━━ Data section ━━

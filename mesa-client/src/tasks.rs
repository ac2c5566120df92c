//! Waiter task feed
//!
//! A task is anything a waiter can act on right now: a pending order to
//! confirm or a pending call request to answer. The visible list is derived
//! fresh from cache snapshots on every read; nothing is stored, so there is
//! no second copy to invalidate when records change underneath.

use std::collections::HashSet;
use std::sync::Arc;

use chrono::{DateTime, Utc};
use parking_lot::RwLock;

use crate::store::{Sequenced, SyncStore};
use shared::models::{CallKind, CallRequest, CallStatus, Order, OrderStatus};

/// What kind of work a task is
#[derive(Debug, Clone, Copy, PartialEq, Eq)]
pub enum TaskKind {
    /// A pending order waiting for confirmation
    Order,
    /// A pending call request
    Call(CallKind),
}

/// One actionable item in a waiter's list
#[derive(Debug, Clone)]
pub struct Task {
    pub id: String,
    pub kind: TaskKind,
    pub table_name: String,
    pub customer_name: String,
    /// What to show: the item summary for orders, the request phrase for calls
    pub message: String,
    pub created_at: DateTime<Utc>,
    pub claimed_by: Option<String>,
    seq: u64,
}

impl Task {
    fn from_order(order: &Order, seq: u64) -> Self {
        Self {
            id: order.id.clone(),
            kind: TaskKind::Order,
            table_name: order.table_name.clone(),
            customer_name: order.customer_name.clone(),
            message: order.item_summary(),
            created_at: order.created_at,
            claimed_by: order.claimed_by.clone(),
            seq,
        }
    }

    fn from_call(call: &CallRequest, seq: u64) -> Self {
        Self {
            id: call.id.clone(),
            kind: TaskKind::Call(call.kind),
            table_name: call.table_name.clone(),
            customer_name: call.customer_name.clone(),
            message: call.kind.message().to_string(),
            created_at: call.created_at,
            claimed_by: call.claimed_by.clone(),
            seq,
        }
    }
}

fn visible_to(claimed_by: Option<&str>, waiter_id: &str) -> bool {
    match claimed_by {
        None => true,
        Some(holder) => holder == waiter_id,
    }
}

/// Derive the task list one waiter should see.
///
/// Included: pending orders and pending call requests that are unclaimed or
/// claimed by this waiter, minus locally skipped ids. Sorted newest first;
/// ties on equal timestamps keep their insertion order.
pub fn visible_tasks(
    orders: &[Sequenced<Order>],
    calls: &[Sequenced<CallRequest>],
    waiter_id: &str,
    skipped: &HashSet<String>,
) -> Vec<Task> {
    let mut tasks: Vec<Task> = orders
        .iter()
        .filter(|s| s.record.status == OrderStatus::Pending)
        .filter(|s| visible_to(s.record.claimed_by.as_deref(), waiter_id))
        .filter(|s| !skipped.contains(&s.record.id))
        .map(|s| Task::from_order(&s.record, s.seq))
        .chain(
            calls
                .iter()
                .filter(|s| s.record.status == CallStatus::Pending)
                .filter(|s| visible_to(s.record.claimed_by.as_deref(), waiter_id))
                .filter(|s| !skipped.contains(&s.record.id))
                .map(|s| Task::from_call(&s.record, s.seq)),
        )
        .collect();

    tasks.sort_by(|a, b| b.created_at.cmp(&a.created_at).then(a.seq.cmp(&b.seq)));
    tasks
}

/// A waiter's live view over the store.
///
/// Skipping hides a task on this device only. The server never hears about
/// it, so other waiters keep seeing the task; releasing a claim is the
/// server-visible counterpart.
#[derive(Debug)]
pub struct TaskFeed {
    store: Arc<SyncStore>,
    waiter_id: String,
    skipped: RwLock<HashSet<String>>,
}

impl TaskFeed {
    pub fn new(store: Arc<SyncStore>, waiter_id: impl Into<String>) -> Self {
        Self {
            store,
            waiter_id: waiter_id.into(),
            skipped: RwLock::new(HashSet::new()),
        }
    }

    pub fn waiter_id(&self) -> &str {
        &self.waiter_id
    }

    /// Hide a task on this device
    pub fn skip(&self, task_id: impl Into<String>) {
        self.skipped.write().insert(task_id.into());
    }

    /// Forget all local skips
    pub fn clear_skips(&self) {
        self.skipped.write().clear();
    }

    /// The tasks this waiter should see right now
    pub fn visible(&self) -> Vec<Task> {
        visible_tasks(
            &self.store.sequenced_orders(),
            &self.store.sequenced_calls(),
            &self.waiter_id,
            &self.skipped.read(),
        )
    }
}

━━━

→ What you have to do
Lines holding the string "struct" must be copied out of the entries above.

→ Result of this task
pub struct Task {
pub struct TaskFeed {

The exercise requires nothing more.